We first import our new package: pandas

In [20]:
import pandas as pd

Pandas is very useful for working with real world data. Pandas dataframes are a bit like excel spreadsheets, but optimized to be used efficiently in python.

Next, we would therefore usually read in our data into a dataframe. The most common way to do this is from a .csv file. 

In [None]:
pd.read_csv("C:\\Users\\...\\nameoffile.csv", sep=",", decimal=".")

The first argument of this pandas function is your csv file (with the correct path to it). With the sep (seperator) and decimal arguments, you can tell pandas how your csv file is formated. This depends on how you saved the csv file (e.g. with an English or German version of excel). If the numbers in the csv file are seperated by commas, and the decimal sign within a number is a period, then the above code is what you should use.

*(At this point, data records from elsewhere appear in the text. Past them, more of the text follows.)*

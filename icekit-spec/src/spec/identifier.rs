/*!
Defining the [Identifier] struct for addressing tables in a catalog.

An identifier is an ordered sequence of name components: the levels of its
[Namespace] followed by the table name. How many components a backend accepts is
decided by the backend, not by this type.
*/

use core::fmt::{self, Display};

use serde_derive::{Deserialize, Serialize};

use crate::error::Error;

use super::namespace::Namespace;

/// Seperator of different namespace levels.
pub static SEPARATOR: &str = ".";

/// Identifies a table in a catalog.
#[derive(Clone, Debug, Default, PartialEq, Eq, PartialOrd, Ord, Hash, Serialize, Deserialize)]
pub struct Identifier {
    namespace: Namespace,
    name: String,
}

impl Identifier {
    /// Create new Identifier
    pub fn new(namespace: &[String], name: &str) -> Self {
        Self {
            namespace: Namespace(namespace.to_vec()),
            name: name.to_owned(),
        }
    }

    /// Create an identifier from its components. The last component is the table name,
    /// the preceding ones form the namespace. A lone table name falls back to
    /// `default_namespace`.
    pub fn try_new(names: &[String], default_namespace: Option<&[String]>) -> Result<Self, Error> {
        let (table_name, namespace) = names.split_last().ok_or(Error::InvalidFormat(format!(
            "Identifier {names:?} is empty"
        )))?;
        if table_name.is_empty() {
            return Err(Error::InvalidFormat(format!(
                "Table name {table_name:?} is empty"
            )));
        }
        let namespace = if namespace.is_empty() {
            default_namespace
                .ok_or(Error::NotFound("Default namespace".to_owned()))?
                .to_vec()
        } else {
            namespace.to_vec()
        };
        Ok(Identifier {
            namespace: Namespace::try_new(&namespace)?,
            name: table_name.to_owned(),
        })
    }

    /// Parse a dot separated identifier
    pub fn parse(identifier: &str, default_namespace: Option<&[String]>) -> Result<Self, Error> {
        let names = identifier
            .split(SEPARATOR)
            .map(ToOwned::to_owned)
            .collect::<Vec<String>>();
        Identifier::try_new(&names, default_namespace)
    }
    /// Return namespace of table
    pub fn namespace(&self) -> &Namespace {
        &self.namespace
    }
    /// Return name of table
    pub fn name(&self) -> &str {
        &self.name
    }
    /// Number of components, namespace levels plus the table name
    pub fn len(&self) -> usize {
        self.namespace.len() + 1
    }
    /// An identifier always has a table name
    pub fn is_empty(&self) -> bool {
        false
    }
    /// All components in order, namespace levels first
    pub fn components(&self) -> impl Iterator<Item = &str> {
        self.namespace
            .iter()
            .map(String::as_str)
            .chain(std::iter::once(self.name.as_str()))
    }
}

impl Display for Identifier {
    fn fmt(&self, f: &mut fmt::Formatter<'_>) -> fmt::Result {
        if self.namespace.is_empty() {
            write!(f, "{}", self.name)
        } else {
            write!(f, "{}{}{}", self.namespace, SEPARATOR, self.name)
        }
    }
}

impl TryFrom<&str> for Identifier {
    type Error = Error;
    fn try_from(value: &str) -> Result<Self, Self::Error> {
        Self::parse(value, None)
    }
}
#![deny(missing_docs)]
//! Catalog access and table loading for the Iceberg table format
//!
//! A catalog maps table identifiers to the location of the table's current
//! metadata file. This crate resolves that location, reads the immutable metadata
//! file behind it and hands out [`table::Table`] values. New tables are assembled
//! with [`table::table_builder::TableBuilder`] before they are published anywhere.
//!
//! # Components
//!
//! * [`catalog`] - The [`catalog::Catalog`] trait and the in-memory catalog
//! * [`table`] - Tables and the table builder
//! * [`object_store`] - Resolving and using object storage for metadata files
//! * [`error`] - Error types and handling
//!
//! # Example
//!
//! ```rust,no_run
//! # async fn example() -> Result<(), icekit::error::Error> {
//! use icekit::catalog::{identifier::Identifier, memory::MemoryCatalog, Catalog};
//! use icekit::object_store::ObjectStoreBuilder;
//! use icekit::table::Table;
//!
//! let catalog = MemoryCatalog::new("local");
//! let identifier = Identifier::parse("sales.orders", None)?;
//! catalog
//!     .register_table(&identifier, "file:///warehouse/orders/metadata/00000-x.metadata.json")
//!     .await?;
//!
//! let table = Table::load(&catalog, &identifier, &ObjectStoreBuilder::filesystem("/")?).await?;
//! println!("{}", table.metadata_location());
//! # Ok(())
//! # }
//! ```

pub mod catalog;
pub mod error;
pub mod object_store;
pub mod table;

pub use icekit_spec as spec;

If, instead, decimals are denoted by commas and the different numbers in your csv file are seprated by semicolons, then you should instead write: 

In [None]:
pd.read_csv("C:\\Users\\...\\nameoffile.csv", sep=";", decimal=",")

In the assigment you will read-in data files, as above. However, in this lecture we stick with a simple example that I just create. I can for example create a dataframe out of a numpy array. However in a pandas data frame, all the columns have names, so I should pass these on:

In [21]:
import numpy as np 
df = pd.DataFrame(np.array([['2001Q1', 2, 10], ['2001Q2', 3, 20], ['2001Q3', 4, 30],['2001Q4', 5, 40]]),
                   columns=['a', 'b', 'c'])
df

Unnamed: 0,a,b,c
0,2001Q1,2,10
1,2001Q2,3,20
2,2001Q3,4,30
3,2001Q4,5,40


The content of column 'a' I want to represent different quarters. However, pandas does not automatically recognize this column as a time/date index, and I should explicetly tell this to pandas as follows:

In [22]:
df['a']=pd.to_datetime(df['a'])
df

Unnamed: 0,a,b,c
0,2001-01-01,2,10
1,2001-04-01,3,20
2,2001-07-01,4,30
3,2001-10-01,5,40


Now we see that pandas recognized the column as dates and put the column into the default date formatting. I don't like this formatting and want the notation with quarters back. So let's set the frequency I  want pandas to use as the period-unit to quarters.

In [23]:
df['a']=pd.PeriodIndex(df['a'],freq='Q')
df

Unnamed: 0,a,b,c
0,2001Q1,2,10
1,2001Q2,3,20
2,2001Q3,4,30
3,2001Q4,5,40


This dataframe looks the same as 2 steps before, but the difference is that column 'a' is now recognized as a date, so that we can use this date as the index of the dataframe. This will be more meaningful than 0,1,2... 
We can do this with the set_index method. This method is applied to a whole dataframe (not to a column of it):

In [24]:
df=df.set_index(['a'])
df

Unnamed: 0_level_0,b,c
a,Unnamed: 1_level_1,Unnamed: 2_level_1
2001Q1,2,10
2001Q2,3,20
2001Q3,4,30
2001Q4,5,40


Now the meaningless index has disappeared and our column 'a' is no longer a data column, but instead an index column. We see this from 'a' being printed lower than 'b' and 'c'.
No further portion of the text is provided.